Jemyca Aribado (born 21 September 1993 in Taguig) is a Filipino professional squash player. As of February 2018, she was ranked number 83 in the world. By August 2017, she became the first Filipino player to break into the top 100 after she rose to rank 98.

Career
Aribado's first experience with squash was when she was 5 years old. It was at age 12 or 13 when she decided to focus on the sport.

One of the three bronze medals of the Philippines at the 2015 Southeast Asian Games was won by Aribado.

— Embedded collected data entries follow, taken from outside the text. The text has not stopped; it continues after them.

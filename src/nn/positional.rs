//! Position encoding layers.

use super::Module;
use crate::tensor::{RandomStream, Tensor};

/// Rotary position embedding (Su et al., 2021).
///
/// Rotates the first `dims` features of the last axis in half-split pairs
/// (x[i], x[i + dims/2]), with positions taken from the second-to-last axis;
/// features beyond `dims` pass through unchanged.
#[derive(Debug, Clone)]
pub struct Rope {
    dims: usize,
    base: f32,
}

impl Rope {
    /// # Panics
    ///
    /// Panics if `dims` is odd.
    #[must_use]
    pub fn new(dims: usize) -> Self {
        assert_eq!(dims % 2, 0, "RoPE dims {} must be even", dims);
        Self {
            dims,
            base: 10000.0,
        }
    }
}

impl Module for Rope {
    fn forward(&self, _rng: &mut RandomStream, input: &Tensor) -> Tensor {
        let nd = input.ndim();
        assert!(nd >= 2, "RoPE expects (..., L, D) input, got {:?}", input.shape());
        let d = input.shape()[nd - 1];
        let l = input.shape()[nd - 2];
        assert!(self.dims <= d, "RoPE dims {} exceed feature axis {}", self.dims, d);
        let half = self.dims / 2;
        let batch = input.numel() / (l * d);
        let xd = input.data();
        let mut out = xd.to_vec();
        for b in 0..batch {
            for pos in 0..l {
                let row = (b * l + pos) * d;
                for i in 0..half {
                    let theta = pos as f32 * self.base.powf(-(2.0 * i as f32) / self.dims as f32);
                    let (sin, cos) = theta.sin_cos();
                    let x1 = xd[row + i];
                    let x2 = xd[row + half + i];
                    out[row + i] = x1 * cos - x2 * sin;
                    out[row + half + i] = x1 * sin + x2 * cos;
                }
            }
        }
        Tensor::new(out, input.shape())
    }
}

/// Sinusoidal position encoding (Vaswani et al., 2017).
///
/// Treats the input values as positions: the output gains a trailing axis of
/// `dims`, the first half sine features, the second half cosine, over a
/// geometric frequency ladder from 1 down to `min_freq`.
#[derive(Debug, Clone)]
pub struct SinusoidalPositionalEncoding {
    dims: usize,
    min_freq: f32,
}

impl SinusoidalPositionalEncoding {
    /// # Panics
    ///
    /// Panics if `dims` is odd.
    #[must_use]
    pub fn new(dims: usize) -> Self {
        assert_eq!(dims % 2, 0, "encoding dims {} must be even", dims);
        Self {
            dims,
            min_freq: 0.0001,
        }
    }

    fn frequencies(&self) -> Vec<f32> {
        let half = self.dims / 2;
        (0..half)
            .map(|k| {
                let exponent = if half > 1 {
                    k as f32 / (half - 1) as f32
                } else {
                    0.0
                };
                self.min_freq.powf(exponent)
            })
            .collect()
    }
}

impl Module for SinusoidalPositionalEncoding {
    fn forward(&self, _rng: &mut RandomStream, input: &Tensor) -> Tensor {
        let freqs = self.frequencies();
        let half = self.dims / 2;
        let mut out = Vec::with_capacity(input.numel() * self.dims);
        for &pos in input.data() {
            for &f in &freqs {
                out.push((pos * f).sin());
            }
            for f in &freqs[..half] {
                out.push((pos * f).cos());
            }
        }
        let mut shape = input.shape().to_vec();
        shape.push(self.dims);
        Tensor::new(out, &shape)
    }
}

#[cfg(test)]
mod tests {
    use super::*;
    use crate::tensor::RandomStream;

    fn rng() -> RandomStream {
        RandomStream::new(0)
    }

    #[test]
    fn test_rope_preserves_shape_and_tail_features() {
        let mut r = RandomStream::new(30);
        let x = r.uniform(0.0, 1.0, &[2, 8, 16]);
        let y = Rope::new(8).forward(&mut rng(), &x);
        assert_eq!(y.shape(), [2, 8, 16]);
        // Features past `dims` are untouched.
        for row in 0..(2 * 8) {
            for i in 8..16 {
                assert_eq!(y.data()[row * 16 + i], x.data()[row * 16 + i]);
            }
        }
    }

    #[test]
    fn test_rope_position_zero_is_identity() {
        let mut r = RandomStream::new(31);
        let x = r.uniform(0.0, 1.0, &[1, 4, 8]);
        let y = Rope::new(8).forward(&mut rng(), &x);
        for i in 0..8 {
            assert!((y.data()[i] - x.data()[i]).abs() < 1e-6);
        }
    }

    #[test]
    fn test_sinusoidal_appends_dims_axis() {
        let mut r = RandomStream::new(32);
        let x = r.uniform(0.0, 1.0, &[2, 8, 16]);
        let y = SinusoidalPositionalEncoding::new(8).forward(&mut rng(), &x);
        assert_eq!(y.shape(), [2, 8, 16, 8]);
    }

    #[test]
    fn test_sinusoidal_zero_position() {
        let x = Tensor::zeros(&[1]);
        let y = SinusoidalPositionalEncoding::new(8).forward(&mut rng(), &x);
        // sin(0) = 0 for the first half, cos(0) = 1 for the second.
        assert_eq!(&y.data()[..4], &[0.0, 0.0, 0.0, 0.0]);
        assert_eq!(&y.data()[4..], &[1.0, 1.0, 1.0, 1.0]);
    }
}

At the 2016 South East Asian Cup Squash Championship in Myanmar, Aribado along with Yvonne Dalida secured the country's sole gold medal in the tournament by winning the women's jumbo double. She herself won a bronze in the individual event. At the 2017 Southeast Asian Games, she and Dalida settled for silver at the women's jumbo double. She won a bronze in the women's single while helped in winning three other bronze medals.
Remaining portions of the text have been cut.